Washed Out – Don’t Give Up


On my way to an Indian takeout spot in San Francisco’s financial district, I overhear an older man talking on the phone as he crosses the street. He’s wearing baggy dress pants that flap around his ankles with every step. His head is down and he’s preoccupied with the phone pressed up against his ear, talking loudly about frozen dinners from Trader Joe’s.

“They’ve got enchiladas and burritos and Indian food. Lily and I put one in the microwave when we’re too tired to cook dinner.”

The man shuffles across the street and turns right. I go left. And for some reason the conversation depresses me. This short man in his baggy pants talking about frozen dinners and being too lazy to boil water or grill a hot dog, sticks with me for the rest of the day and I can’t shake it.

Everything you ever sense, in touch or taste or sight or even thought, has an affect on you that’s greater than zero.” says David Gregory Robert’s in his novel, Shantaram.

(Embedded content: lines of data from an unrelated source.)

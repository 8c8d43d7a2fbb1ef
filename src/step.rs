/// 步进执行器 - 把阻塞式的一问一答交换变成"提交输入 / 等待结果"两个通道
///
/// `StepRunner` 是控制端（事件循环持有），`StepWorker` 是工作端（独占连接的任务持有）。
/// 两个方向各是一个容量有限（默认1）的 flume 通道，输入与输出严格交替、FIFO。
/// 结果通道上的 `None` 表示工作端已失败或终止，调用方应当视为连接拆除而不是重试。

use async_trait::async_trait;
use parking_lot::Mutex;
use std::future::Future;
use tokio::task::JoinHandle;
use crate::error::TransportError;

/// 单步计算
#[async_trait]
pub trait Step<I, O>: Send
where
    I: Send + 'static,
    O: Send + 'static,
{
    /// 执行一步；返回 `None` 表示底层交换已永久失败
    async fn step(&mut self, input: I) -> Option<O>;
}

#[async_trait]
impl<I, O, F, Fut> Step<I, O> for F
where
    I: Send + 'static,
    O: Send + 'static,
    F: FnMut(I) -> Fut + Send,
    Fut: Future<Output = Option<O>> + Send + 'static,
{
    async fn step(&mut self, input: I) -> Option<O> {
        (self)(input).await
    }
}

/// 控制端
pub struct StepRunner<I, O> {
    /// `stop()` 之后为 None，工作端随之退出
    start: Mutex<Option<flume::Sender<I>>>,
    result: flume::Receiver<Option<O>>,
}

/// 工作端
pub struct StepWorker<I, O> {
    start: flume::Receiver<I>,
    result: flume::Sender<Option<O>>,
}

impl<I, O> StepRunner<I, O>
where
    I: Send + 'static,
    O: Send + 'static,
{
    /// 创建一对控制端/工作端，`buffer` 为每个方向的通道容量（0 为纯会合）
    pub fn new(buffer: usize) -> (Self, StepWorker<I, O>) {
        let (start_tx, start_rx) = flume::bounded(buffer);
        let (result_tx, result_rx) = flume::bounded(buffer);

        let runner = Self {
            start: Mutex::new(Some(start_tx)),
            result: result_rx,
        };
        let worker = StepWorker {
            start: start_rx,
            result: result_tx,
        };
        (runner, worker)
    }

    /// 创建控制端，并在独立任务上运行 `step` 作为唯一的工作者
    pub fn spawn<S>(buffer: usize, step: S) -> (Self, JoinHandle<()>)
    where
        S: Step<I, O> + 'static,
    {
        let (runner, worker) = Self::new(buffer);
        let handle = tokio::spawn(worker.run(step));
        (runner, handle)
    }

    /// 提交下一个输入
    ///
    /// 调用方必须先消费上一个结果再提交；停止后提交返回 `Stopped`。
    pub async fn submit(&self, input: I) -> Result<(), TransportError> {
        // 锁只保护克隆，不跨越 await
        let sender = self.start.lock().clone().ok_or(TransportError::Stopped)?;
        sender
            .send_async(input)
            .await
            .map_err(|_| TransportError::connection_error("step worker terminated", false))
    }

    /// 等待下一个结果；`None` 表示工作端失败或已退出
    pub async fn await_result(&self) -> Option<O> {
        self.result.recv_async().await.ok().flatten()
    }

    /// 关闭输入通道，工作端完成当前步骤后退出
    pub fn stop(&self) {
        self.start.lock().take();
    }
}

impl<I, O> StepWorker<I, O>
where
    I: Send + 'static,
    O: Send + 'static,
{
    /// 接收下一个输入；控制端停止或被丢弃时返回 `None`
    pub async fn recv_arg(&self) -> Option<I> {
        self.start.recv_async().await.ok()
    }

    /// 回送一个结果；控制端已丢弃时返回错误
    pub async fn send_result(&self, output: Option<O>) -> Result<(), TransportError> {
        self.result
            .send_async(output)
            .await
            .map_err(|_| TransportError::connection_error("step runner dropped", false))
    }

    /// 工作循环：读输入，执行一步，写结果；输入通道关闭时退出
    pub async fn run<S>(self, mut step: S)
    where
        S: Step<I, O>,
    {
        while let Some(input) = self.recv_arg().await {
            let output = step.step(input).await;
            if self.send_result(output).await.is_err() {
                break;
            }
        }
        tracing::debug!("🛑 步进工作者退出");
    }
}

Our perceptions shape our understanding of reality – that’s brilliant insight. And it explains why I felt so affected by the lazy man on Market St.

I return to my desk and look for a spark – something to jump start my day. Music! But it’s no guarantee. The first few songs wash over me and become a means of distraction to block out water cooler banter. But suddenly a lightning rod strikes – a song with chord progressions, a steady beat and lyrics that shoot down to my very core and paint new life in the contours of a bland week day.

Originally I wrote Washed Out’s sound as too idealistic, too drenched in shimmery synths and gliding guitars to be taken seriously. A song from their album Paracosm comes on…

Even though that we’re far apart / We’ve come so close and it feels so right. I don’t give up.”

At first I wanna yell bullshit! You should give up! You’re gonna end terribly and no amount of musical refrains or synthesized keyboard chord progressions can convince me otherwise. But that’s the lazy old man’s skepticism.

So I give in.

And halfway through the song, I’m a goner – completely immersed in Washed Out’s idealistic pull, doing a little two-step on my way back from work.